#### WHAT TO WORK ON
State the number of lines in these records holding "dependents". Say nothing more.

#### SUPPLIED MATERIAL
****************************************

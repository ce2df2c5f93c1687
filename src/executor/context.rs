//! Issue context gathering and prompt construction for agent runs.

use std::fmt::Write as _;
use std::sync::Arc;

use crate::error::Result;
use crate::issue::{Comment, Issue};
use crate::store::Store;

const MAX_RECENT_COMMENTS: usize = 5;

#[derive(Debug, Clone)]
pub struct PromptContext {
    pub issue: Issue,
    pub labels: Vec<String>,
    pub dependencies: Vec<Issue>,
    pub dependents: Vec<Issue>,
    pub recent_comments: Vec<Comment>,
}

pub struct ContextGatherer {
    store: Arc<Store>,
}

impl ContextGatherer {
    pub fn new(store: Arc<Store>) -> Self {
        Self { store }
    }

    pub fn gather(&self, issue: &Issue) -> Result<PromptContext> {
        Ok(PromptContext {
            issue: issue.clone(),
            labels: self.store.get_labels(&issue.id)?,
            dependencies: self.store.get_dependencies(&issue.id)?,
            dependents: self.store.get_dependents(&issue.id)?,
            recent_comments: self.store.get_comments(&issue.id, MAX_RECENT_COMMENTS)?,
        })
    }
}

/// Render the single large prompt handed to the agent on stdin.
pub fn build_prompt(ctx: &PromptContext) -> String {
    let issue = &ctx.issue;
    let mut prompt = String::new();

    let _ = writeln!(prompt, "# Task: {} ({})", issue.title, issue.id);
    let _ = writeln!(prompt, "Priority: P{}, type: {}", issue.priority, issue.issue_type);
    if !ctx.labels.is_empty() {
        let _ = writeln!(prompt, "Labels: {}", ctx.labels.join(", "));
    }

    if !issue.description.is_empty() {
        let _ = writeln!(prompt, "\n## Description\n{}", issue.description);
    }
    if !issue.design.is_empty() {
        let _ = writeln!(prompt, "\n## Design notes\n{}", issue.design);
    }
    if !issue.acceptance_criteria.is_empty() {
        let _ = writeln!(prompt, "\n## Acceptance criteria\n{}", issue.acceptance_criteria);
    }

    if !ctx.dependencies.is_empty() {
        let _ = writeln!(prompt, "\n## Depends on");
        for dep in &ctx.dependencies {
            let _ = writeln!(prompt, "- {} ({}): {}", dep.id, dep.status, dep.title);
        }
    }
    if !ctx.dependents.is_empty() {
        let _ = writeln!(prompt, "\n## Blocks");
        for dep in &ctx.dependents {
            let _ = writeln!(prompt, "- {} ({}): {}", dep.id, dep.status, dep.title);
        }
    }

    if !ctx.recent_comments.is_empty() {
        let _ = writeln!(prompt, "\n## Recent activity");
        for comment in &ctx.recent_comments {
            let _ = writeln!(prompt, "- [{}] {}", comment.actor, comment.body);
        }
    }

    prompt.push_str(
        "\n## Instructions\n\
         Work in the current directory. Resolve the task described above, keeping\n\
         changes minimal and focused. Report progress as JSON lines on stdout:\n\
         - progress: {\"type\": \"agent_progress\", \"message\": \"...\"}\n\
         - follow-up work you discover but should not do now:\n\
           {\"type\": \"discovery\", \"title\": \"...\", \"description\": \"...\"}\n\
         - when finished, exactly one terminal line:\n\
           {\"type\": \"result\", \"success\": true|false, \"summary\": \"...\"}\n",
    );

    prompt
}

****************************************

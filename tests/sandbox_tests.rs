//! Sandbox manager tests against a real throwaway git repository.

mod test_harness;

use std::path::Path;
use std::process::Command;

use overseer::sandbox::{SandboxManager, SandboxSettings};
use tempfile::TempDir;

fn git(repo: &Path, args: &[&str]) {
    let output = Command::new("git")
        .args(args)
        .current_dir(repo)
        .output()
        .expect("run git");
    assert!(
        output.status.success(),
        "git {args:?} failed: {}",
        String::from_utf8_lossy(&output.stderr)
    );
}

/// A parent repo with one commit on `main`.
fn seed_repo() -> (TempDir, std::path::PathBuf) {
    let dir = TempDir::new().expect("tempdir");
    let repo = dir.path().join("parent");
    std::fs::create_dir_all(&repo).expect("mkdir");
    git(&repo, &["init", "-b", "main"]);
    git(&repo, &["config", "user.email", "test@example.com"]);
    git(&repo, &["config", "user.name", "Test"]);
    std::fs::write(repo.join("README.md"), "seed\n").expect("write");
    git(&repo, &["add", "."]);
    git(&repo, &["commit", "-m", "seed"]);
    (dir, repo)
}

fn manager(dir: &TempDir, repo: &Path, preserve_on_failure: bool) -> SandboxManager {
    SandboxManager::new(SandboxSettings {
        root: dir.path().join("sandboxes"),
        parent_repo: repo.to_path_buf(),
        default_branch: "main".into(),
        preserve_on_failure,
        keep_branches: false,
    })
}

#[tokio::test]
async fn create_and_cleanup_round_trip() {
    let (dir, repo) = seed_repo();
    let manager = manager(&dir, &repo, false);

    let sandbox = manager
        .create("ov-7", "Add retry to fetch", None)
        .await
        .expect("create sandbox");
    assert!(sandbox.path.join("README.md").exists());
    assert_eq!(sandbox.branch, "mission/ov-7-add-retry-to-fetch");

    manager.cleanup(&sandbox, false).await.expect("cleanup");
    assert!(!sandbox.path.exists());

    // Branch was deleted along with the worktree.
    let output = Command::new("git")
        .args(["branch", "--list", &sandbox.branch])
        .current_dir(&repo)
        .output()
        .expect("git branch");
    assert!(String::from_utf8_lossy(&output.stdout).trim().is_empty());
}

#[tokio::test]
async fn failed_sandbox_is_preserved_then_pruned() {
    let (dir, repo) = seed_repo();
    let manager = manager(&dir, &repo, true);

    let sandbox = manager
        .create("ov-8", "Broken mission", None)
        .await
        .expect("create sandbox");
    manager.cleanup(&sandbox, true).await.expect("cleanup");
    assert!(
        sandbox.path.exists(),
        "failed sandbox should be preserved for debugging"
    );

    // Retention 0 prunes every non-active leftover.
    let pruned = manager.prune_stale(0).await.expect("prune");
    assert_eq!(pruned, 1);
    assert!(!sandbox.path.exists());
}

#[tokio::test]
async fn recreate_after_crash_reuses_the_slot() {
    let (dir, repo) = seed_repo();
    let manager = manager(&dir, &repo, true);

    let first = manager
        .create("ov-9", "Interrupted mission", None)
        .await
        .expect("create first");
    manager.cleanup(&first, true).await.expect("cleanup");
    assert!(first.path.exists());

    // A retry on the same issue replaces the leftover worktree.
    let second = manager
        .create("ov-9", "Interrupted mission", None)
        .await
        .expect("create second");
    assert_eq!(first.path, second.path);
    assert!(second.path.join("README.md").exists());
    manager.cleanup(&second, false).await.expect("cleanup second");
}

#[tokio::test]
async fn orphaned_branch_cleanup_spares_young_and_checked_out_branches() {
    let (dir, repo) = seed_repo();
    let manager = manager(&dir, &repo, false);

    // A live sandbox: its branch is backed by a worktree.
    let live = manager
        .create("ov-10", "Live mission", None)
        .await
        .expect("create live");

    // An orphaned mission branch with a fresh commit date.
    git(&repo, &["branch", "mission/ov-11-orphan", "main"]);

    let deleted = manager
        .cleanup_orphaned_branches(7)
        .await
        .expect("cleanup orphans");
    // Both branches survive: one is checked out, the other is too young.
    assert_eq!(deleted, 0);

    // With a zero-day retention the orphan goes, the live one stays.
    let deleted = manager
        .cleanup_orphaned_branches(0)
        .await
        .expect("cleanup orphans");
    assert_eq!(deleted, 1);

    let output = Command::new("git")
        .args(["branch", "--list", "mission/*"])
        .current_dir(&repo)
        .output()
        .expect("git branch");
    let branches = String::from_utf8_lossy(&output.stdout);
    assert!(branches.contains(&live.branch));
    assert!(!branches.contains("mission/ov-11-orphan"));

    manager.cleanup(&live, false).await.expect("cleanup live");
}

****************************************

#### RESPONSE TO THE TASK
4